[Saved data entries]

//! Constants for AquaFeed Core
//!
//! Every tier boundary, penalty and default threshold used by the scorers is
//! defined here, with its unit and the farm practice it encodes.
//!
//! ## Organization
//!
//! Constants are grouped by domain:
//! - **Water**: Default water-quality thresholds for a grow-out pond
//! - **Penalties**: Environment score deductions per dimension and tier
//! - **Feeding**: Feeding-adjustment tiers, deltas and rate bounds
//! - **Forecast**: History window and forecast model coefficients
//! - **Aeration**: Aerator switch limits and confidence levels
//!
//! ## Usage Guidelines
//!
//! 1. Always use these constants instead of magic numbers
//! 2. Include the unit in the name where there is one
//! 3. Keep related constants together

/// Default water-quality thresholds.
pub mod water;

/// Environment score penalties.
pub mod penalties;

/// Feeding-adjustment tiers and feeding-rate limits.
pub mod feeding;

/// Forecast windows and model coefficients.
pub mod forecast;

/// Aerator on/off limits.
pub mod aeration;

// Re-export commonly used constants for convenience
pub use water::THRESHOLD_COUNT;

pub use feeding::{
    ADJUSTMENT_MAX_PCT, ADJUSTMENT_MIN_PCT, BASELINE_FEEDING_RATE_GMIN,
    FEEDING_RATE_MAX_GMIN, FEEDING_RATE_MIN_GMIN,
};

pub use forecast::{FORECAST_WINDOW, MAX_FORECAST_HOURS, MAX_FORECAST_POINTS};
//! Water-Quality Thresholds
//!
//! Default operating limits for a tropical grow-out pond (shrimp or tilapia).
//! These values seed `ThresholdSet::default()`; a host running a different
//! species should supply its own set.

/// Number of positional values in a flat threshold buffer.
pub const THRESHOLD_COUNT: usize = 13;

// ===== DISSOLVED OXYGEN =====

/// Dissolved oxygen below which feeding response drops (mg/L).
///
/// Appetite and feed conversion fall off under ~6 mg/L.
pub const DO_MIN_MGL: f32 = 6.0;

/// Dissolved oxygen below which stock is at risk (mg/L).
///
/// Below 5 mg/L uneaten feed adds oxygen demand the pond cannot absorb.
pub const DO_CRIT_MIN_MGL: f32 = 5.0;

// ===== pH =====

/// Lower bound of the preferred pH band.
pub const PH_MIN: f32 = 7.5;

/// Upper bound of the preferred pH band.
pub const PH_MAX: f32 = 8.5;

/// Critical acidic limit.
pub const PH_CRIT_MIN: f32 = 6.5;

/// Critical alkaline limit.
///
/// Free ammonia fraction climbs steeply above pH 8.8.
pub const PH_CRIT_MAX: f32 = 8.8;

// ===== TURBIDITY =====

/// Turbidity above which uneaten feed is suspected (NTU).
pub const TURBIDITY_MAX_NTU: f32 = 25.0;

/// Turbidity above which feeding should be cut hard (NTU).
pub const TURBIDITY_CRIT_MAX_NTU: f32 = 30.0;

// ===== AMMONIA =====

/// Total ammonia nitrogen warning level (mg/L).
pub const AMMONIA_MAX_MGL: f32 = 0.25;

/// Total ammonia nitrogen critical level (mg/L).
pub const AMMONIA_CRIT_MAX_MGL: f32 = 0.5;

// ===== TEMPERATURE =====

/// Lower bound of the feeding temperature band (°C).
pub const TEMP_MIN_C: f32 = 24.0;

/// Upper bound of the feeding temperature band (°C).
pub const TEMP_MAX_C: f32 = 31.0;

// ===== FISH ACTIVITY =====

/// Minimum fish activity index for normal feeding (0.0-1.0).
///
/// Derived from camera or hydroacoustic activity sensing.
pub const ACTIVITY_MIN: f32 = 0.6;
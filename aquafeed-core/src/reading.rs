//! Sensor Reading Snapshot
//!
//! One sample of pond conditions, as handed over by the ingestion layer. No
//! cross-field invariant is enforced here; a pH of 15 is carried through and
//! scored like any other value. Hosts that want NaN and infinity rejected call
//! [`SensorReading::check`] before scoring.

use crate::errors::{ScoringError, ScoringResult};

/// Water-quality and fish-behavior sample
#[derive(Debug, Clone, Copy, PartialEq)]
#[cfg_attr(feature = "serde", derive(serde::Serialize, serde::Deserialize))]
pub struct SensorReading {
    /// Dissolved oxygen (mg/L)
    pub dissolved_oxygen_mgl: f32,
    /// pH
    pub ph: f32,
    /// Turbidity (NTU)
    pub turbidity_ntu: f32,
    /// Total ammonia nitrogen (mg/L)
    pub ammonia_mgl: f32,
    /// Water temperature (°C)
    pub temperature_c: f32,
    /// Fish activity index (0.0 = still, 1.0 = feeding frenzy)
    pub fish_activity_index: f32,
    /// Feeder output at sample time (g/min), when known
    #[cfg_attr(feature = "serde", serde(default))]
    pub feeding_rate_gmin: Option<f32>,
}

impl SensorReading {
    /// Create a reading without a feeder rate
    pub const fn new(
        dissolved_oxygen_mgl: f32,
        ph: f32,
        turbidity_ntu: f32,
        ammonia_mgl: f32,
        temperature_c: f32,
        fish_activity_index: f32,
    ) -> Self {
        Self {
            dissolved_oxygen_mgl,
            ph,
            turbidity_ntu,
            ammonia_mgl,
            temperature_c,
            fish_activity_index,
            feeding_rate_gmin: None,
        }
    }

    /// Attach the feeder rate observed with this sample
    pub fn with_feeding_rate(mut self, feeding_rate_gmin: f32) -> Self {
        self.feeding_rate_gmin = Some(feeding_rate_gmin);
        self
    }

    /// Reject NaN or infinite fields
    ///
    /// Scoring itself never calls this; comparisons against NaN simply fail
    /// and the affected penalty is skipped.
    pub fn check(&self) -> ScoringResult<()> {
        let fields = [
            ("dissolved_oxygen_mgl", self.dissolved_oxygen_mgl),
            ("ph", self.ph),
            ("turbidity_ntu", self.turbidity_ntu),
            ("ammonia_mgl", self.ammonia_mgl),
            ("temperature_c", self.temperature_c),
            ("fish_activity_index", self.fish_activity_index),
        ];

        for (field, value) in fields {
            if !value.is_checked() {
                return Err(ScoringError::InvalidValue { field });
            }
        }

        match self.feeding_rate_gmin {
            Some(rate) if !rate.is_checked() => Err(ScoringError::InvalidValue {
                field: "feeding_rate_gmin",
            }),
            _ => Ok(()),
        }
    }
}

/// Values that can be checked for numeric sanity
pub trait Checkable {
    /// `true` unless the value is NaN or infinite
    fn is_checked(&self) -> bool;
}

impl Checkable for f32 {
    fn is_checked(&self) -> bool {
        self.is_finite()
    }
}

#[cfg(test)]
mod tests {
    use super::*;

    #[test]
    fn finite_reading_passes() {
        let reading = SensorReading::new(6.5, 7.8, 12.0, 0.1, 27.0, 0.8).with_feeding_rate(280.0);
        assert!(reading.check().is_ok());
        assert_eq!(reading.feeding_rate_gmin, Some(280.0));
    }

    #[test]
    fn nan_field_named() {
        let reading = SensorReading::new(6.5, f32::NAN, 12.0, 0.1, 27.0, 0.8);
        assert_eq!(reading.check(), Err(ScoringError::InvalidValue { field: "ph" }));
    }

    #[test]
    fn infinite_feed_rate_rejected() {
        let reading = SensorReading::new(6.5, 7.8, 12.0, 0.1, 27.0, 0.8)
            .with_feeding_rate(f32::INFINITY);
        assert_eq!(
            reading.check(),
            Err(ScoringError::InvalidValue { field: "feeding_rate_gmin" })
        );
    }

    #[test]
    fn out_of_range_is_not_invalid() {
        // pH 15 is nonsense but finite; range policing is the scorer's job
        let reading = SensorReading::new(6.5, 15.0, 12.0, 0.1, 27.0, 0.8);
        assert!(reading.check().is_ok());
    }

    #[test]
    fn checkable_floats() {
        assert!(5.0f32.is_checked());
        assert!(!f32::NAN.is_checked());
        assert!(!f32::NEG_INFINITY.is_checked());
    }
}
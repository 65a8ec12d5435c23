//! Pond data generators
//!
//! Produces hourly readings that follow the shape of a real grow-out pond:
//! - DO peaks mid-afternoon with photosynthesis and bottoms out before dawn
//! - Water temperature lags air temperature by a few hours
//! - Turbidity and ammonia climb slowly between water exchanges
//!
//! The noise source is a fixed-seed LCG so every run sees the same data.

use aquafeed_core::SensorReading;

const HOURS_PER_DAY: f32 = 24.0;
const TWO_PI: f32 = 2.0 * core::f32::consts::PI;

/// Hourly pond reading generator
pub struct PondGenerator {
    seed: u32,
    hour: u32,
    /// Mean DO over the day (mg/L)
    pub base_do: f32,
    /// Peak-to-mean DO swing (mg/L)
    pub do_swing: f32,
    /// Mean water temperature (°C)
    pub base_temp: f32,
    /// Turbidity at hour zero (NTU)
    pub base_turbidity: f32,
    /// NTU added per hour
    pub turbidity_drift: f32,
    /// Ammonia at hour zero (mg/L)
    pub base_ammonia: f32,
    /// Feeder rate (g/min)
    pub feeding_rate: f32,
    /// Noise amplitude as a fraction of each value
    pub noise: f32,
}

impl PondGenerator {
    /// Healthy pond defaults
    pub fn healthy() -> Self {
        Self {
            seed: 42,
            hour: 0,
            base_do: 7.0,
            do_swing: 0.6,
            base_temp: 28.0,
            base_turbidity: 12.0,
            turbidity_drift: 0.0,
            base_ammonia: 0.08,
            feeding_rate: 280.0,
            noise: 0.01,
        }
    }

    /// Pond heading into an oxygen crash: low DO, murky, rising ammonia
    pub fn crashing() -> Self {
        Self {
            base_do: 5.0,
            do_swing: 1.2,
            base_turbidity: 24.0,
            turbidity_drift: 0.4,
            base_ammonia: 0.3,
            feeding_rate: 320.0,
            ..Self::healthy()
        }
    }

    /// Next hourly reading
    pub fn next_reading(&mut self) -> SensorReading {
        let h = self.hour as f32;
        self.hour += 1;

        // DO peaks around 15:00, minimum around 03:00
        let phase = TWO_PI * (h - 9.0) / HOURS_PER_DAY;
        let dissolved_oxygen = self.base_do + self.do_swing * libm::sinf(phase);
        let temperature = self.base_temp + 1.5 * libm::sinf(phase - 0.5);
        let turbidity = self.base_turbidity + self.turbidity_drift * h;
        let ammonia = self.base_ammonia + 0.002 * h;
        let activity = 0.75 + 0.1 * libm::sinf(phase);

        SensorReading::new(
            dissolved_oxygen * self.jitter(),
            7.9 * self.jitter(),
            turbidity * self.jitter(),
            ammonia * self.jitter(),
            temperature,
            activity,
        )
        .with_feeding_rate(self.feeding_rate)
    }

    /// `N` consecutive readings, oldest first
    pub fn day<const N: usize>(&mut self) -> [SensorReading; N] {
        core::array::from_fn(|_| self.next_reading())
    }

    fn jitter(&mut self) -> f32 {
        self.seed = self.seed.wrapping_mul(1664525).wrapping_add(1013904223);
        let uniform = (self.seed as f32) / (u32::MAX as f32);
        1.0 + (uniform - 0.5) * 2.0 * self.noise
    }
}
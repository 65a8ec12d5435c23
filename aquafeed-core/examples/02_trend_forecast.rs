//! Trend and Forecast Example
//!
//! Builds a day of hourly readings with a slow oxygen decline, then looks at
//! the series statistics, the next six hours of forecasts, and feed metrics.
//!
//! ## Running the Example
//!
//! ```bash
//! cargo run --example 02_trend_forecast
//! ```

use aquafeed_core::{forecast, trend, variance, FeedMetrics, SensorReading};

fn main() {
    println!("AquaFeed Trend & Forecast Example");
    println!("=================================\n");

    let history: Vec<SensorReading> = (0..24)
        .map(|h| {
            let h = h as f32;
            SensorReading::new(
                7.2 - 0.04 * h,
                7.9 - 0.005 * h,
                14.0 + 0.3 * h,
                0.12 + 0.01 * h,
                28.0,
                0.8 - 0.005 * h,
            )
            .with_feeding_rate(300.0)
        })
        .collect();

    let do_series: Vec<f32> = history.iter().map(|r| r.dissolved_oxygen_mgl).collect();
    let turbidity_series: Vec<f32> = history.iter().map(|r| r.turbidity_ntu).collect();

    println!("Last 24 hours");
    println!(
        "  DO trend: {:+.3} mg/L/h  variance: {:.4}",
        trend(&do_series),
        variance(&do_series)
    );
    println!(
        "  Turbidity trend: {:+.3} NTU/h  variance: {:.4}\n",
        trend(&turbidity_series),
        variance(&turbidity_series)
    );

    match forecast(&history, 6) {
        Ok(points) => {
            println!("Forecast");
            for point in &points {
                println!(
                    "  +{}h {:<16} {:>6.2}  (confidence {:.0}%, {:?})",
                    point.hours_ahead,
                    format!("{:?}", point.parameter),
                    point.value,
                    point.confidence * 100.0,
                    point.model,
                );
            }
        }
        Err(e) => println!("Forecast unavailable: {}", e),
    }

    // Not enough history yet
    if let Err(e) = forecast(&history[..10], 6) {
        println!("\nWith 10 samples: {}", e);
    }

    let metrics = FeedMetrics::from_history(&history);
    println!("\nFeed metrics");
    println!("  FCR: {:.2}", metrics.avg_fcr);
    println!("  Waste: {:.2}%", metrics.avg_waste_ratio);
    println!("  Efficiency: {:.2}%", metrics.feed_efficiency);
    println!("  Energy cost: {:.2} per kg", metrics.energy_cost_per_kg);
}
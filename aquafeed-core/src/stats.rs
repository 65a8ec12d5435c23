//! Series Statistics
//!
//! Trend and spread over a window of samples taken at equal spacing. The
//! index is the x-axis; no timestamps are involved.
//!
//! Inputs and outputs are `f32` to match sensor precision, but every sum is
//! carried in `f64`. Σx² grows with n³ and Σxy cancels against Σx·Σy, so
//! single-precision accumulators lose the slope on a day of hourly samples.
//!
//! Degenerate input never fails: an empty window has zero mean and variance,
//! and a window with fewer than two points has zero trend.

/// Arithmetic mean, `0.0` for an empty series
pub fn mean(values: &[f32]) -> f32 {
    mean_f64(values) as f32
}

fn mean_f64(values: &[f32]) -> f64 {
    if values.is_empty() {
        return 0.0;
    }
    let sum: f64 = values.iter().map(|&v| v as f64).sum();
    sum / values.len() as f64
}

/// Least-squares slope of `values[i]` against `i`
///
/// Returns `0.0` for fewer than two samples or a zero denominator.
pub fn trend(values: &[f32]) -> f32 {
    let n = values.len();
    if n < 2 {
        return 0.0;
    }

    let mut sum_x = 0.0f64;
    let mut sum_y = 0.0f64;
    let mut sum_xy = 0.0f64;
    let mut sum_xx = 0.0f64;

    for (i, &value) in values.iter().enumerate() {
        let x = i as f64;
        let y = value as f64;

        sum_x += x;
        sum_y += y;
        sum_xy += x * y;
        sum_xx += x * x;
    }

    let n = n as f64;
    let denom = n * sum_xx - sum_x * sum_x;
    if denom == 0.0 {
        // Unreachable for n >= 2 with integer x, kept for exotic n
        log_debug!("Trend: degenerate denominator for {} samples", n);
        return 0.0;
    }

    ((n * sum_xy - sum_x * sum_y) / denom) as f32
}

/// Population variance (divisor n), `0.0` for an empty series
pub fn variance(values: &[f32]) -> f32 {
    if values.is_empty() {
        return 0.0;
    }

    let mean = mean_f64(values);
    let sq_diff: f64 = values
        .iter()
        .map(|&v| {
            let diff = v as f64 - mean;
            diff * diff
        })
        .sum();

    (sq_diff / values.len() as f64) as f32
}

/// Round to two decimal places, as shown to operators
pub(crate) fn round_hundredths(value: f32) -> f32 {
    libm::roundf(value * 100.0) / 100.0
}
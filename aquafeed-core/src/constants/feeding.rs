//! Feeding Adjustment Tiers and Rate Limits
//!
//! The adjustment is a percentage applied to a baseline feeding rate. Tier
//! boundaries here are fixed farm policy and do not follow the caller's
//! `ThresholdSet`; only the environment score carries the site-specific view.

// ===== ADJUSTMENT BOUNDS =====

/// Largest cut applied in one recommendation (%).
///
/// Cutting more than 40% at once starves the stronger feeders.
pub const ADJUSTMENT_MIN_PCT: f32 = -40.0;

/// Largest increase applied in one recommendation (%).
pub const ADJUSTMENT_MAX_PCT: f32 = 15.0;

// ===== ENVIRONMENT SCORE TIERS =====

/// Environment score below which feeding is cut hard.
pub const ENV_SCORE_POOR: f32 = 0.5;

/// Environment score below which feeding is cut moderately.
pub const ENV_SCORE_FAIR: f32 = 0.7;

/// Environment score above which a small increase is allowed.
pub const ENV_SCORE_EXCELLENT: f32 = 0.9;

/// Delta for a poor environment (%).
pub const ENV_POOR_DELTA_PCT: f32 = -30.0;

/// Delta for a fair environment (%).
pub const ENV_FAIR_DELTA_PCT: f32 = -15.0;

/// Delta for an excellent environment (%).
pub const ENV_EXCELLENT_DELTA_PCT: f32 = 5.0;

// ===== DISSOLVED OXYGEN TIERS =====

/// Dissolved oxygen hard-cut boundary (mg/L).
pub const DO_LOW_MGL: f32 = 5.5;

/// Dissolved oxygen soft-cut boundary (mg/L).
pub const DO_MARGINAL_MGL: f32 = 6.0;

/// Delta for low dissolved oxygen (%).
pub const DO_LOW_DELTA_PCT: f32 = -20.0;

/// Delta for marginal dissolved oxygen (%).
pub const DO_MARGINAL_DELTA_PCT: f32 = -10.0;

// ===== TURBIDITY TIERS =====

/// Turbidity hard-cut boundary (NTU).
pub const TURBIDITY_HIGH_NTU: f32 = 30.0;

/// Turbidity soft-cut boundary (NTU).
pub const TURBIDITY_ELEVATED_NTU: f32 = 25.0;

/// Delta for high turbidity (%).
pub const TURBIDITY_HIGH_DELTA_PCT: f32 = -15.0;

/// Delta for elevated turbidity (%).
pub const TURBIDITY_ELEVATED_DELTA_PCT: f32 = -8.0;

// ===== AMMONIA TIERS =====

/// Ammonia hard-cut boundary (mg/L).
pub const AMMONIA_HIGH_MGL: f32 = 0.4;

/// Ammonia soft-cut boundary (mg/L).
pub const AMMONIA_ELEVATED_MGL: f32 = 0.25;

/// Delta for high ammonia (%).
pub const AMMONIA_HIGH_DELTA_PCT: f32 = -20.0;

/// Delta for elevated ammonia (%).
pub const AMMONIA_ELEVATED_DELTA_PCT: f32 = -10.0;

// ===== ACTIVITY TIERS =====

/// Activity index below which fish are considered sluggish.
pub const ACTIVITY_LOW: f32 = 0.6;

/// Activity index above which fish are feeding aggressively.
pub const ACTIVITY_HIGH: f32 = 0.85;

/// Delta for sluggish fish (%).
pub const ACTIVITY_LOW_DELTA_PCT: f32 = -12.0;

/// Delta for active fish (%).
pub const ACTIVITY_HIGH_DELTA_PCT: f32 = 5.0;

// ===== TEMPERATURE TIER =====

/// Lower edge of the feeding temperature band (°C).
pub const TEMP_LOW_C: f32 = 24.0;

/// Upper edge of the feeding temperature band (°C).
pub const TEMP_HIGH_C: f32 = 31.0;

/// Delta outside the feeding temperature band (%).
pub const TEMP_OUT_OF_BAND_DELTA_PCT: f32 = -10.0;

// ===== FEEDING RATE =====

/// Baseline feeding rate before adjustment (g/min).
pub const BASELINE_FEEDING_RATE_GMIN: f32 = 280.0;

/// Lowest rate a feeder is driven at (g/min).
pub const FEEDING_RATE_MIN_GMIN: f32 = 100.0;

/// Highest rate a feeder is driven at (g/min).
pub const FEEDING_RATE_MAX_GMIN: f32 = 400.0;

// ===== RECOMMENDATION REASONS =====
// Reason triggers are looser than the adjustment tiers: they explain a cut
// a little before it bites.

/// Environment score that is reported as poor water quality.
pub const REASON_ENV_SCORE_BELOW: f32 = 0.6;

/// Dissolved oxygen reported as low (mg/L).
pub const REASON_DO_BELOW_MGL: f32 = 6.0;

/// Turbidity reported as feed waste (NTU).
pub const REASON_TURBIDITY_ABOVE_NTU: f32 = 28.0;

/// Ammonia reported as elevated (mg/L).
pub const REASON_AMMONIA_ABOVE_MGL: f32 = 0.3;

/// Activity reported as reduced.
pub const REASON_ACTIVITY_BELOW: f32 = 0.65;

/// Adjustment below which the action is a full reduction (%).
pub const REDUCE_ACTION_BELOW_PCT: f32 = -15.0;

// ===== FEED METRICS =====

/// Samples required before FCR is estimated from history.
pub const FCR_MIN_SAMPLES: usize = 24;

/// FCR assumed for a pond without enough history.
pub const FCR_DEFAULT: f32 = 1.5;

/// Lowest FCR reported.
pub const FCR_MIN: f32 = 1.1;

/// Highest FCR reported.
pub const FCR_MAX: f32 = 2.2;

/// Samples required before waste ratio is estimated from history.
pub const WASTE_MIN_SAMPLES: usize = 12;

/// Waste ratio assumed for a pond without enough history (%).
pub const WASTE_DEFAULT_PCT: f32 = 15.0;

/// Highest waste ratio reported (%).
pub const WASTE_MAX_PCT: f32 = 35.0;

/// Waste that is never recovered, even in clear water (%).
pub const WASTE_FLOOR_PCT: f32 = 5.0;

/// Energy cost per kg of FCR (currency units).
pub const ENERGY_COST_PER_FCR: f32 = 0.45;

/// Energy cost per unit of waste fraction (currency units).
pub const ENERGY_COST_PER_WASTE: f32 = 0.20;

Exercise objective ->
All lines in the data above from the one with "carried through and" through the one with "pub const fn" must be repeated exactly, and no others.

Solution to this task ->
//! cross-field invariant is enforced here; a pH of 15 is carried through and
//! scored like any other value. Hosts that want NaN and infinity rejected call
//! [`SensorReading::check`] before scoring.

use crate::errors::{ScoringError, ScoringResult};

/// Water-quality and fish-behavior sample
#[derive(Debug, Clone, Copy, PartialEq)]
#[cfg_attr(feature = "serde", derive(serde::Serialize, serde::Deserialize))]
pub struct SensorReading {
    /// Dissolved oxygen (mg/L)
    pub dissolved_oxygen_mgl: f32,
    /// pH
    pub ph: f32,
    /// Turbidity (NTU)
    pub turbidity_ntu: f32,
    /// Total ammonia nitrogen (mg/L)
    pub ammonia_mgl: f32,
    /// Water temperature (°C)
    pub temperature_c: f32,
    /// Fish activity index (0.0 = still, 1.0 = feeding frenzy)
    pub fish_activity_index: f32,
    /// Feeder output at sample time (g/min), when known
    #[cfg_attr(feature = "serde", serde(default))]
    pub feeding_rate_gmin: Option<f32>,
}

impl SensorReading {
    /// Create a reading without a feeder rate
    pub const fn new(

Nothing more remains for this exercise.